Last year, Starling won a £100 million grant from the Capability and Innovation Fund, a UK government vehicle to reduce Royal Bank of Scotland’s dominant market share in SMEs. Monzo – whose chief executive Tom Blomfield was previously Starling’s chief technology officer – applied, but got turned down.

Anne Boden,
Starling Bank

“A lot of the new banks that have pursued other strategies are now realising that in order to have a sustainable business, you have to be a bank, and part of that service and a very profitable part of the service is SME banking,” Starling’s chief executive Anne Boden tells Euromoney.

“I don’t think the big banks were ever worried about pre-paid cards that 18-year olds use to go to the coffee shop.”

Neobanks in the UK, where there is less competition for small business clients from mutual and public-sector banks, are pushing especially hard in business banking.

Even UK-based neobanks previously focused on retail – such as Revolut and Monzo – are taking the view that small business clients could be more profitable than retail, as the transactions will be larger, boosting the Visa and Mastercard interchange fees on which they rely.

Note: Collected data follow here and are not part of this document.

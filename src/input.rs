use std::{
    sync::atomic::{AtomicBool, AtomicU8, Ordering},
    time::Duration,
};

use anyhow::Result;
use crossterm::event::{KeyCode, KeyEvent, KeyEventKind, KeyModifiers};

use crate::snake::Bearing;

#[derive(Copy, Clone, Debug, PartialEq, Eq)]
pub enum Key {
    Turn(Bearing),
    Space,
    /// Ctrl+C, the process' termination request.
    Quit,
    Other,
}

impl From<KeyEvent> for Key {
    fn from(ev: KeyEvent) -> Self {
        if ev.kind == KeyEventKind::Release {
            return Key::Other;
        }

        match ev.code {
            KeyCode::Char('c') if ev.modifiers.contains(KeyModifiers::CONTROL) => Key::Quit,
            KeyCode::Up => Key::Turn(Bearing::Up),
            KeyCode::Down => Key::Turn(Bearing::Down),
            KeyCode::Left => Key::Turn(Bearing::Left),
            KeyCode::Right => Key::Turn(Bearing::Right),
            KeyCode::Char(' ') => Key::Space,
            _ => Key::Other,
        }
    }
}

/// Where key presses come from. Never blocks longer than `timeout`.
pub trait KeySource {
    fn poll_key(&mut self, timeout: Duration) -> Result<Option<Key>>;
}

/// The only state shared between the input loop and the simulation thread.
/// Each field has one writer:
///
/// - `requested`: input loop writes, simulation reads once per tick
/// - `running`: simulation clears it on game over; the controller sets it when
///   starting a round and clears it only to stop the round on termination
/// - `restart`: input loop raises, controller takes
/// - `input_enabled`: simulation clears it on a fatal error
pub struct Controls {
    requested: AtomicU8,
    running: AtomicBool,
    restart: AtomicBool,
    input_enabled: AtomicBool,
}

impl Controls {
    pub fn new() -> Self {
        Controls {
            requested: AtomicU8::new(Bearing::Right.to_u8()),
            running: AtomicBool::new(false),
            restart: AtomicBool::new(false),
            input_enabled: AtomicBool::new(true),
        }
    }

    pub fn requested_bearing(&self) -> Bearing {
        Bearing::from_u8(self.requested.load(Ordering::Acquire))
    }

    pub fn request_bearing(&self, bearing: Bearing) {
        self.requested.store(bearing.to_u8(), Ordering::Release);
    }

    pub fn is_running(&self) -> bool {
        self.running.load(Ordering::Acquire)
    }

    pub fn is_game_over(&self) -> bool {
        !self.is_running()
    }

    /// Arms the controls for a fresh round heading towards `bearing`.
    pub fn begin_round(&self, bearing: Bearing) {
        self.request_bearing(bearing);
        self.restart.store(false, Ordering::Release);
        self.running.store(true, Ordering::Release);
    }

    pub fn end_round(&self) {
        self.running.store(false, Ordering::Release);
    }

    pub fn request_restart(&self) {
        self.restart.store(true, Ordering::Release);
    }

    pub fn take_restart(&self) -> bool {
        self.restart.swap(false, Ordering::AcqRel)
    }

    pub fn input_enabled(&self) -> bool {
        self.input_enabled.load(Ordering::Acquire)
    }

    pub fn disable_input(&self) {
        self.input_enabled.store(false, Ordering::Release);
    }
}

impl Default for Controls {
    fn default() -> Self {
        Controls::new()
    }
}

pub struct InputRouter;

impl InputRouter {
    /// Applies one key press to the shared controls. The latest turn wins;
    /// Space only counts between rounds. Returns false on a termination request.
    pub fn route(key: Key, controls: &Controls) -> bool {
        match key {
            Key::Turn(bearing) => controls.request_bearing(bearing),
            Key::Space if controls.is_game_over() => controls.request_restart(),
            Key::Quit => return false,
            Key::Space | Key::Other => {}
        }

        true
    }
}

SME financial needs are more complex, even for the freelancers and sole traders that the mass-market neobanks are targeting. This adds scope to charge account subscription fees, based on their ability to package things such as invoicing software into their apps.

The US

Starling, however, lags behind other large neobanks – including Germany-based N26 – in terms of its number of clients and its international roll-out.

That’s especially true in the US, where N26, Monzo and Revolut have launched through partner banks during the past year. In Monzo’s case, it has done so before it launched anywhere else in Europe.

By early 2020, N26 had about a quarter of million US clients. It hopes to make a profit there relatively rapidly.

According to Georg Hauer, head of German-speaking markets, N26 went to the cost and hassle of gaining a licence in Germany because the market for white-labelled banking products is less developed in Europe, so it had to cede more revenue, and had less flexibility on its products, than a partner bank in the US allows.

Boden, nevertheless, warns against the complexity of the federal regulatory set-up in the US, where banks need state-by-state licences. She says she knows the rest of Europe well from working at Dutch lender ABN Amro and notes the UK’s framework is still close to what exists in the European Union, despite Brexit.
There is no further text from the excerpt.